═════ Task data ═════

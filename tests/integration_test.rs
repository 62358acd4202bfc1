use cib::{
    CallOptions, CibMessage, CibNode, CibNodeConfig, CibOptions, CibSource, CibStateSnapshot, CibStatus, CibTransport,
    Diff, Element, Generation, InMemoryNetwork, NodeExit, NodeId, Role,
};
use slog::Drain;
use std::error::Error;
use std::net::SocketAddr;
use std::path::Path;
use tempfile::TempDir;
use tokio::time::{Duration, Instant};

#[tokio::test]
async fn fresh_store_starts_empty_and_persists() -> Result<(), Box<dyn Error>> {
    let dir = TempDir::new()?;
    let logger = create_root_logger_for_stdout("fresh".to_string());
    let files = cib::CibFiles::new(dir.path(), "cib", 10);

    let recovered = cib::read_with_recovery(&logger, &files, true);
    assert_eq!(recovered.source, CibSource::Empty);
    assert_eq!(Generation::of(&recovered.document), Generation::new(0, 0, 0));

    cib::write_atomic(&logger, &files, &recovered.document)?;
    let on_disk = cib::validate(&logger, &files.primary())?;
    assert_eq!(Generation::of(&on_disk), Generation::new(0, 0, 0));

    Ok(())
}

#[tokio::test]
async fn master_modify_bumps_num_updates_and_forwards_diff() -> Result<(), Box<dyn Error>> {
    let dir = TempDir::new()?;
    let network = InMemoryNetwork::new();
    let _peer = network.add_listener(NodeId::new("b"));
    let node = cib::try_create_cib_node(in_memory_config("a", dir.path(), &network, true)).await?;
    let connection = node.connect("admin", true).await?;

    let create = CibMessage::request("create", CallOptions::SYNC_CALL)
        .with_section("nodes")
        .with_document(Element::new("node").with_attr("id", "n1"));
    connection.perform(create).await?;
    let before = node.state().generation;
    network.clear_sent();

    let modify = CibMessage::request("modify", CallOptions::SYNC_CALL)
        .with_section("nodes")
        .with_document(Element::new("node").with_attr("id", "n1").with_attr("uname", "alpha"));
    connection.perform(modify).await?;

    let after = node.state().generation;
    assert_eq!(after, Generation::new(before.admin_epoch, before.epoch, before.num_updates + 1));

    let forwarded: Vec<_> = network
        .sent_by(&NodeId::new("a"))
        .into_iter()
        .filter(|sent| sent.message.operation == "apply-diff")
        .collect();
    assert_eq!(forwarded.len(), 1);
    assert!(forwarded[0].to.is_none());
    let diff = forwarded[0].message.update_diff.as_ref().ok_or("diff missing")?;
    assert_eq!((diff.from, diff.to), (before, after));

    Ok(())
}

#[tokio::test]
async fn slave_requests_exactly_one_resync_for_a_stale_diff() -> Result<(), Box<dyn Error>> {
    let dir = TempDir::new()?;
    let network = InMemoryNetwork::new();
    let _master = network.add_listener(NodeId::new("a"));
    let node = cib::try_create_cib_node(in_memory_config("b", dir.path(), &network, false)).await?;

    network.inject(&NodeId::new("b"), global_replace("a", document_at(5)));
    wait_for_state(&node, |s| s.generation == Generation::new(0, 0, 5)).await?;
    network.clear_sent();

    let stale = Diff::compute(&document_at(3), &with_node(document_at(4), "n9"))?;
    network.inject(&NodeId::new("b"), global_diff("a", stale));
    let state = wait_for_state(&node, |s| s.resync_count == 1).await?;

    assert_eq!(state.generation, Generation::new(0, 0, 5));
    let resync_requests: Vec<_> = network
        .sent_by(&NodeId::new("b"))
        .into_iter()
        .filter(|sent| sent.message.operation == "sync-one")
        .collect();
    assert_eq!(resync_requests.len(), 1);
    assert_eq!(resync_requests[0].to, Some(NodeId::new("a")));

    Ok(())
}

#[tokio::test]
async fn global_replace_resets_resync_state() -> Result<(), Box<dyn Error>> {
    let dir = TempDir::new()?;
    let network = InMemoryNetwork::new();
    let _master = network.add_listener(NodeId::new("a"));
    let node = cib::try_create_cib_node(in_memory_config("b", dir.path(), &network, false)).await?;

    network.inject(&NodeId::new("b"), global_replace("a", document_at(5)));
    let stale = Diff::compute(&document_at(3), &document_at(4))?;
    network.inject(&NodeId::new("b"), global_diff("a", stale));
    wait_for_state(&node, |s| s.resync_count == 1).await?;

    network.inject(&NodeId::new("b"), global_replace("a", with_node(document_at(5), "n1")));
    let state = wait_for_state(&node, |s| s.resync_count == 0).await?;

    assert_eq!(state.generation, Generation::new(0, 0, 5));
    let connection = node.connect("reader", false).await?;
    let nodes = connection.query(Some("nodes")).await?.ok_or("no output")?;
    assert_eq!(nodes.children().len(), 1);

    Ok(())
}

#[tokio::test]
async fn stale_replace_is_rejected() -> Result<(), Box<dyn Error>> {
    let dir = TempDir::new()?;
    let network = InMemoryNetwork::new();
    let _master = network.add_listener(NodeId::new("a"));
    let node = cib::try_create_cib_node(in_memory_config("b", dir.path(), &network, false)).await?;

    network.inject(&NodeId::new("b"), global_replace("a", document_at(5)));
    network.inject(&NodeId::new("b"), global_replace("a", with_node(document_at(2), "old")));
    // Only applies on top of generation 5. Had the stale copy been installed it would fail.
    let next = Diff::compute(&document_at(5), &with_node(document_at(6), "n1"))?;
    network.inject(&NodeId::new("b"), global_diff("a", next));

    let state = wait_for_state(&node, |s| s.generation == Generation::new(0, 0, 6)).await?;
    assert_eq!(state.resync_count, 0);

    let connection = node.connect("reader", false).await?;
    let nodes = connection.query(Some("nodes")).await?.ok_or("no output")?;
    let ids: Vec<_> = nodes.children().iter().filter_map(|n| n.attr("id")).collect();
    assert_eq!(ids, vec!["n1"]);

    Ok(())
}

#[tokio::test]
async fn is_master_distinguishes_slaves() -> Result<(), Box<dyn Error>> {
    let network = InMemoryNetwork::new();
    let master_dir = TempDir::new()?;
    let slave_dir = TempDir::new()?;
    let master = cib::try_create_cib_node(in_memory_config("a", master_dir.path(), &network, true)).await?;
    let slave = cib::try_create_cib_node(in_memory_config("b", slave_dir.path(), &network, false)).await?;

    let on_master = master.connect("tool", true).await?;
    let on_slave = slave.connect("tool", true).await?;

    assert!(on_master.is_master().await?);
    assert!(!on_slave.is_master().await?);
    let err = on_slave
        .perform(CibMessage::request("is-master", CallOptions::SYNC_CALL))
        .await
        .err()
        .ok_or("slave claimed to be master")?;
    assert_eq!(err.status(), CibStatus::NotMaster);

    Ok(())
}

#[tokio::test]
async fn slave_follows_master_updates() -> Result<(), Box<dyn Error>> {
    let network = InMemoryNetwork::new();
    let master_dir = TempDir::new()?;
    let slave_dir = TempDir::new()?;
    let master = cib::try_create_cib_node(in_memory_config("a", master_dir.path(), &network, true)).await?;
    let slave = cib::try_create_cib_node(in_memory_config("b", slave_dir.path(), &network, false)).await?;

    let admin = master.connect("admin", true).await?;
    for id in ["n1", "n2"].iter() {
        let create = CibMessage::request("create", CallOptions::SYNC_CALL)
            .with_section("nodes")
            .with_document(Element::new("node").with_attr("id", *id));
        admin.perform(create).await?;
    }

    let expected = master.state().generation;
    let state = wait_for_state(&slave, |s| s.generation == expected).await?;
    assert_eq!(state.role, Role::Slave);

    let on_slave = slave.connect("reader", false).await?;
    let nodes = on_slave.query(Some("nodes")).await?.ok_or("no output")?;
    assert_eq!(nodes.children().len(), 2);

    Ok(())
}

#[tokio::test]
async fn standalone_node_reloads_its_document() -> Result<(), Box<dyn Error>> {
    let dir = TempDir::new()?;

    let node = cib::try_create_cib_node(standalone_config(dir.path(), None)).await?;
    assert_eq!(node.state().role, Role::Master);
    let admin = node.connect("admin", true).await?;
    let create = CibMessage::request("create", CallOptions::SYNC_CALL)
        .with_section("resources")
        .with_document(Element::new("primitive").with_attr("id", "ip"));
    admin.perform(create).await?;
    wait_for_state(&node, |s| s.last_write.is_some()).await?;
    drop(admin);

    let exit = node.shutdown(Duration::from_secs(5)).await;
    assert!(matches!(exit, NodeExit::Terminated));

    let reloaded = cib::try_create_cib_node(standalone_config(dir.path(), None)).await?;
    let reader = reloaded.connect("reader", false).await?;
    let resources = reader.query(Some("resources")).await?.ok_or("no output")?;
    assert_eq!(resources.children()[0].attr("id"), Some("ip"));

    Ok(())
}

#[tokio::test]
async fn quit_stops_the_node() -> Result<(), Box<dyn Error>> {
    let dir = TempDir::new()?;
    let node = cib::try_create_cib_node(standalone_config(dir.path(), None)).await?;
    let admin = node.connect("admin", true).await?;

    admin.perform(CibMessage::request("quit", CallOptions::SYNC_CALL)).await?;

    assert!(matches!(node.wait_for_exit().await, NodeExit::Quit));
    Ok(())
}

#[tokio::test]
async fn remote_client_over_grpc() -> Result<(), Box<dyn Error>> {
    let dir = TempDir::new()?;
    let addr: SocketAddr = "127.0.0.1:47311".parse()?;
    let _node = cib::try_create_cib_node(standalone_config(dir.path(), Some(addr))).await?;

    let logger = create_root_logger_for_stdout("remote".to_string());
    let deadline = Instant::now() + Duration::from_secs(5);
    let remote = loop {
        match cib::connect_remote(logger.clone(), addr, "remote-tool", Duration::from_secs(5)).await {
            Ok(connection) => break connection,
            Err(e) if Instant::now() < deadline => {
                println!("Server not up yet: {}", e);
                tokio::time::sleep(Duration::from_millis(100)).await;
            }
            Err(e) => return Err(e.into()),
        }
    };

    remote.perform(CibMessage::request("ping", CallOptions::SYNC_CALL)).await?;
    let status = remote.query(Some("status")).await?.ok_or("no output")?;
    assert_eq!(status.name(), "status");
    let create = CibMessage::request("create", CallOptions::SYNC_CALL)
        .with_section("nodes")
        .with_document(Element::new("node").with_attr("id", "n1"));
    let refused = remote.perform(create).await.err().ok_or("unprivileged create succeeded")?;
    assert_eq!(refused.status(), CibStatus::NotAuthorized);

    Ok(())
}

fn in_memory_config(node_id: &str, dir: &Path, network: &InMemoryNetwork, master: bool) -> CibNodeConfig {
    CibNodeConfig {
        node_id: node_id.to_string(),
        listen_addr: None,
        peers: Vec::new(),
        cib_directory: dir.to_path_buf(),
        info_logger: create_root_logger_for_stdout(node_id.to_string()),
        options: CibOptions {
            start_as_master: Some(master),
            resync_threshold: Some(3),
            ..CibOptions::default()
        },
        transport: CibTransport::InMemory(network.clone()),
    }
}

fn standalone_config(dir: &Path, listen_addr: Option<SocketAddr>) -> CibNodeConfig {
    CibNodeConfig {
        node_id: "solo".to_string(),
        listen_addr,
        peers: Vec::new(),
        cib_directory: dir.to_path_buf(),
        info_logger: create_root_logger_for_stdout("solo".to_string()),
        options: CibOptions::default(),
        transport: CibTransport::Grpc,
    }
}

fn document_at(num_updates: u32) -> Element {
    let mut doc = cib::empty_document();
    Generation::new(0, 0, num_updates).write_to(&mut doc);
    doc
}

fn with_node(mut doc: Element, id: &str) -> Element {
    let nodes = doc
        .child_mut("configuration")
        .and_then(|configuration| configuration.child_mut("nodes"))
        .expect("empty document has a nodes section");
    nodes.push_child(Element::new("node").with_attr("id", id));
    doc
}

fn global_replace(from: &str, doc: Element) -> CibMessage {
    let mut message = CibMessage::request("replace", CallOptions::NONE).with_document(doc);
    message.origin = Some(NodeId::new(from));
    message.global_update = true;
    message
}

fn global_diff(from: &str, diff: Diff) -> CibMessage {
    let mut message = CibMessage::request("apply-diff", CallOptions::NONE);
    message.update_diff = Some(diff);
    message.origin = Some(NodeId::new(from));
    message.global_update = true;
    message
}

async fn wait_for_state<F: Fn(&CibStateSnapshot) -> bool>(
    node: &CibNode,
    predicate: F,
) -> Result<CibStateSnapshot, Box<dyn Error>> {
    let mut listener = node.state_listener();
    let deadline = Instant::now() + Duration::from_secs(10);

    loop {
        let current = listener.current();
        if predicate(&current) {
            return Ok(current);
        }
        match tokio::time::timeout_at(deadline, listener.next()).await {
            Ok(Some(_)) => {}
            Ok(None) => return Err("node stopped publishing state".into()),
            Err(_) => return Err(format!("Timeout waiting for state, last seen {:?}", current).into()),
        }
    }
}

fn create_root_logger_for_stdout(node_id: String) -> slog::Logger {
    let decorator = slog_term::TermDecorator::new().build();
    let drain = slog_term::FullFormat::new(decorator).use_file_location().build().fuse();
    let drain = slog_async::Async::new(drain).build().fuse();

    slog::Logger::root(drain, slog::o!("NodeId" => node_id))
}
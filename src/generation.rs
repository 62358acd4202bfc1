use crate::document::{attrs, Element};
use serde::{Deserialize, Serialize};
use std::fmt;

/// Generation is the version triple of a document. Ordering is lexicographic over
/// `(admin_epoch, epoch, num_updates)`, which is exactly the derived `Ord` given the field order.
#[derive(Copy, Clone, Default, PartialEq, Eq, PartialOrd, Ord, Hash, Serialize, Deserialize)]
pub struct Generation {
    pub admin_epoch: u32,
    pub epoch: u32,
    pub num_updates: u32,
}

impl Generation {
    pub fn new(admin_epoch: u32, epoch: u32, num_updates: u32) -> Self {
        Generation {
            admin_epoch,
            epoch,
            num_updates,
        }
    }

    /// Reads the generation attributes of `doc`. Missing or unparsable attributes count as 0, so a
    /// fresh document is (0,0,0) and never newer than a peer's real copy.
    pub fn of(doc: &Element) -> Self {
        Generation {
            admin_epoch: read_counter(doc, attrs::ADMIN_EPOCH),
            epoch: read_counter(doc, attrs::EPOCH),
            num_updates: read_counter(doc, attrs::NUM_UPDATES),
        }
    }

    /// Names of the generation attributes that are absent from `doc`.
    pub fn missing_attributes(doc: &Element) -> Vec<&'static str> {
        [attrs::ADMIN_EPOCH, attrs::EPOCH, attrs::NUM_UPDATES]
            .iter()
            .copied()
            .filter(|name| doc.attr(name).is_none())
            .collect()
    }

    pub fn write_to(&self, doc: &mut Element) {
        doc.set_attr(attrs::ADMIN_EPOCH, self.admin_epoch.to_string());
        doc.set_attr(attrs::EPOCH, self.epoch.to_string());
        doc.set_attr(attrs::NUM_UPDATES, self.num_updates.to_string());
    }

    /// Next epoch boundary: epoch + 1, num_updates reset.
    pub fn bumped(&self) -> Self {
        Generation {
            admin_epoch: self.admin_epoch,
            epoch: self.epoch.saturating_add(1),
            num_updates: 0,
        }
    }

    /// One more local update within the current epoch.
    pub fn incremented(&self) -> Self {
        Generation {
            admin_epoch: self.admin_epoch,
            epoch: self.epoch,
            num_updates: self.num_updates.saturating_add(1),
        }
    }
}

impl fmt::Debug for Generation {
    fn fmt(&self, f: &mut fmt::Formatter<'_>) -> fmt::Result {
        write!(f, "{}.{}.{}", self.admin_epoch, self.epoch, self.num_updates)
    }
}

impl fmt::Display for Generation {
    fn fmt(&self, f: &mut fmt::Formatter<'_>) -> fmt::Result {
        fmt::Debug::fmt(self, f)
    }
}

fn read_counter(doc: &Element, name: &str) -> u32 {
    doc.attr(name).and_then(|v| v.trim().parse().ok()).unwrap_or(0)
}

/// Advances the document to the next epoch and returns the new generation.
pub fn bump(doc: &mut Element) -> Generation {
    let next = Generation::of(doc).bumped();
    next.write_to(doc);
    next
}

/// Copy of `doc` with num_updates forced to "0". The on-disk copy only records epoch boundaries;
/// the live document keeps its counters.
pub fn stamp_for_write(doc: &Element) -> Element {
    let mut stamped = doc.clone();
    stamped.set_attr(attrs::NUM_UPDATES, "0");
    stamped
}
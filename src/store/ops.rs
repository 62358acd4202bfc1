use crate::call::{CallOptions, CibMessage, CibStatus};
use crate::document::{
    attrs, create_section, empty_document, ensure_status, find_section, find_section_mut, latest_schema, section_path,
    tags, Element, SectionError,
};
use crate::generation::{self, Generation};
use crate::registry::PreparedInput;
use crate::store::{CibStore, OpOutput};

fn target_path(request: &CibMessage, input: &PreparedInput) -> Result<Vec<String>, CibStatus> {
    let xpath = request.call_options.contains(CallOptions::XPATH);
    section_path(input.section.as_deref(), xpath).map_err(|e| match e {
        SectionError::UnknownSection(_) => CibStatus::NoSection,
        SectionError::NotRooted(_) => CibStatus::InvalidArgument,
    })
}

fn required_data(input: &PreparedInput) -> Result<&Element, CibStatus> {
    input.data.as_ref().ok_or(CibStatus::NoObject)
}

/// The elements an update is about. Sending the section element itself addresses its children.
fn addressed<'a>(section_name: &str, data: &'a Element) -> &'a [Element] {
    if data.name() == section_name {
        data.children()
    } else {
        std::slice::from_ref(data)
    }
}

pub(crate) fn process_query(
    store: &mut CibStore,
    request: &CibMessage,
    input: &PreparedInput,
) -> Result<OpOutput, CibStatus> {
    let path = target_path(request, input)?;
    let found = match find_section(&store.document, &path) {
        Some(found) => found,
        None if request.call_options.contains(CallOptions::XPATH) => return Err(CibStatus::NoObject),
        None => return Err(CibStatus::NoSection),
    };

    let output = if request.call_options.contains(CallOptions::NO_CHILDREN) {
        found.without_children()
    } else {
        found.clone()
    };
    Ok(OpOutput::with_output(output))
}

pub(crate) fn process_modify(
    store: &mut CibStore,
    request: &CibMessage,
    input: &PreparedInput,
) -> Result<OpOutput, CibStatus> {
    let data = required_data(input)?;
    let path = target_path(request, input)?;
    let can_create = request.call_options.contains(CallOptions::CAN_CREATE);

    let mut doc = store.document.clone();
    if find_section(&doc, &path).is_none() && !can_create {
        return Err(CibStatus::NoSection);
    }
    let section = create_section(&mut doc, &path);

    if data.name() == section.name() && data.attr("id") == section.attr("id") {
        section.merge(data);
    } else {
        match section.find_child_mut(&data.key()) {
            Some(existing) => existing.merge(data),
            None if can_create => section.push_child(data.clone()),
            None => return Err(CibStatus::NotExists),
        }
    }
    Ok(OpOutput::updated(doc))
}

pub(crate) fn process_create(
    store: &mut CibStore,
    request: &CibMessage,
    input: &PreparedInput,
) -> Result<OpOutput, CibStatus> {
    let data = required_data(input)?;
    let path = target_path(request, input)?;

    let mut doc = store.document.clone();
    if find_section(&doc, &path).is_none() && !request.call_options.contains(CallOptions::CAN_CREATE) {
        return Err(CibStatus::NoSection);
    }
    let section = create_section(&mut doc, &path);

    let items = addressed(section.name(), data);
    if items.is_empty() {
        return Ok(OpOutput::unchanged());
    }
    if items.iter().any(|item| section.find_child(&item.key()).is_some()) {
        return Err(CibStatus::Exists);
    }
    for item in items {
        section.push_child(item.clone());
    }
    Ok(OpOutput::updated(doc))
}

pub(crate) fn process_delete(
    store: &mut CibStore,
    request: &CibMessage,
    input: &PreparedInput,
) -> Result<OpOutput, CibStatus> {
    let data = required_data(input)?;
    let path = target_path(request, input)?;

    let mut doc = store.document.clone();
    let section = find_section_mut(&mut doc, &path).ok_or(CibStatus::NoSection)?;

    let items = addressed(section.name(), data);
    if items.is_empty() {
        return Ok(OpOutput::unchanged());
    }
    if items.iter().any(|item| section.find_child(&item.key()).is_none()) {
        return Err(CibStatus::NotExists);
    }
    for item in items {
        section.remove_child(&item.key());
    }
    Ok(OpOutput::updated(doc))
}

pub(crate) fn process_delete_absolute(
    store: &mut CibStore,
    request: &CibMessage,
    input: &PreparedInput,
) -> Result<OpOutput, CibStatus> {
    let data = required_data(input)?;
    let path = target_path(request, input)?;

    let mut doc = store.document.clone();
    let root = find_section_mut(&mut doc, &path).ok_or(CibStatus::NoSection)?;
    let removed = root.remove_descendants(&data.key());
    slog::debug!(store.logger, "Removed {} instance(s) of {:?}", removed, data.key());

    if removed == 0 {
        return Ok(OpOutput::unchanged());
    }
    Ok(OpOutput::updated(doc))
}

pub(crate) fn process_replace(
    store: &mut CibStore,
    request: &CibMessage,
    input: &PreparedInput,
) -> Result<OpOutput, CibStatus> {
    let data = required_data(input)?;
    let path = target_path(request, input)?;

    if data.name() == tags::CIB {
        let incoming = Generation::of(data);
        let local = store.generation();
        if incoming < local {
            slog::warn!(
                store.logger,
                "Replacement at {} is older than the local copy at {}, ignoring it",
                incoming,
                local
            );
            return Err(CibStatus::OldData);
        }

        let mut doc = data.clone();
        ensure_status(&mut doc);
        if !request.global_update {
            incoming.incremented().write_to(&mut doc);
        }
        return Ok(OpOutput {
            clears_resync: request.global_update,
            ..OpOutput::installed(doc, None)
        });
    }

    if path.is_empty() {
        return Err(CibStatus::InvalidArgument);
    }

    let mut doc = store.document.clone();
    let section = find_section_mut(&mut doc, &path).ok_or(CibStatus::NoSection)?;
    if section.name() != data.name() {
        return Err(CibStatus::InvalidArgument);
    }
    *section = data.clone();
    Ok(OpOutput::updated(doc))
}

pub(crate) fn process_bump(
    store: &mut CibStore,
    _request: &CibMessage,
    _input: &PreparedInput,
) -> Result<OpOutput, CibStatus> {
    let mut doc = store.document.clone();
    let next = generation::bump(&mut doc);
    slog::info!(store.logger, "Bumped to generation {}", next);
    Ok(OpOutput::installed(doc, None))
}

pub(crate) fn process_erase(
    store: &mut CibStore,
    _request: &CibMessage,
    _input: &PreparedInput,
) -> Result<OpOutput, CibStatus> {
    let mut doc = empty_document();
    let next = store.generation().bumped();
    next.write_to(&mut doc);
    slog::warn!(store.logger, "Erasing the document, new generation {}", next);
    Ok(OpOutput::installed(doc, None))
}

pub(crate) fn process_upgrade(
    store: &mut CibStore,
    _request: &CibMessage,
    _input: &PreparedInput,
) -> Result<OpOutput, CibStatus> {
    let latest = latest_schema();
    if store.document.attr(attrs::VALIDATE_WITH) == Some(latest) {
        slog::debug!(store.logger, "Already using {}", latest);
        return Ok(OpOutput::unchanged());
    }

    let mut doc = store.document.clone();
    doc.set_attr(attrs::VALIDATE_WITH, latest);
    generation::bump(&mut doc);
    Ok(OpOutput::installed(doc, None))
}
use crate::document::Element;
use bytes::Bytes;

#[derive(Debug, thiserror::Error)]
pub enum DocumentError {
    #[error("Failed to parse document: {0}")]
    Parse(serde_json::Error),
    #[error("Failed to serialize document: {0}")]
    Serialize(serde_json::Error),
}

/// Human readable form used for files on disk.
pub fn serialize(doc: &Element) -> Result<Bytes, DocumentError> {
    serde_json::to_vec_pretty(doc)
        .map(Bytes::from)
        .map_err(DocumentError::Serialize)
}

/// Compact form with a fixed attribute order. Whitespace and formatting of whatever the
/// document was parsed from do not show up here.
pub fn canonical(doc: &Element) -> Result<Vec<u8>, DocumentError> {
    serde_json::to_vec(doc).map_err(DocumentError::Serialize)
}

pub fn parse(raw: &[u8]) -> Result<Element, DocumentError> {
    serde_json::from_slice(raw).map_err(DocumentError::Parse)
}

#[cfg(test)]
mod tests {
    use super::*;

    #[test]
    fn formatting_does_not_change_canonical_form() {
        let doc = Element::new("cib")
            .with_attr("epoch", "2")
            .with_attr("admin_epoch", "0")
            .with_child(Element::new("status"));

        let pretty = serialize(&doc).unwrap();
        let reparsed = parse(&pretty).unwrap();

        assert_eq!(canonical(&reparsed).unwrap(), canonical(&doc).unwrap());
    }

    #[test]
    fn garbage_is_a_parse_error() {
        assert!(matches!(parse(b"<cib>"), Err(DocumentError::Parse(_))));
    }
}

═════

### What to do
Above are some records; copy each line there that contains "Role".

### Response to the exercise
    Diff, Element, Generation, InMemoryNetwork, NodeExit, NodeId, Role,
    assert_eq!(state.role, Role::Slave);
    assert_eq!(node.state().role, Role::Master);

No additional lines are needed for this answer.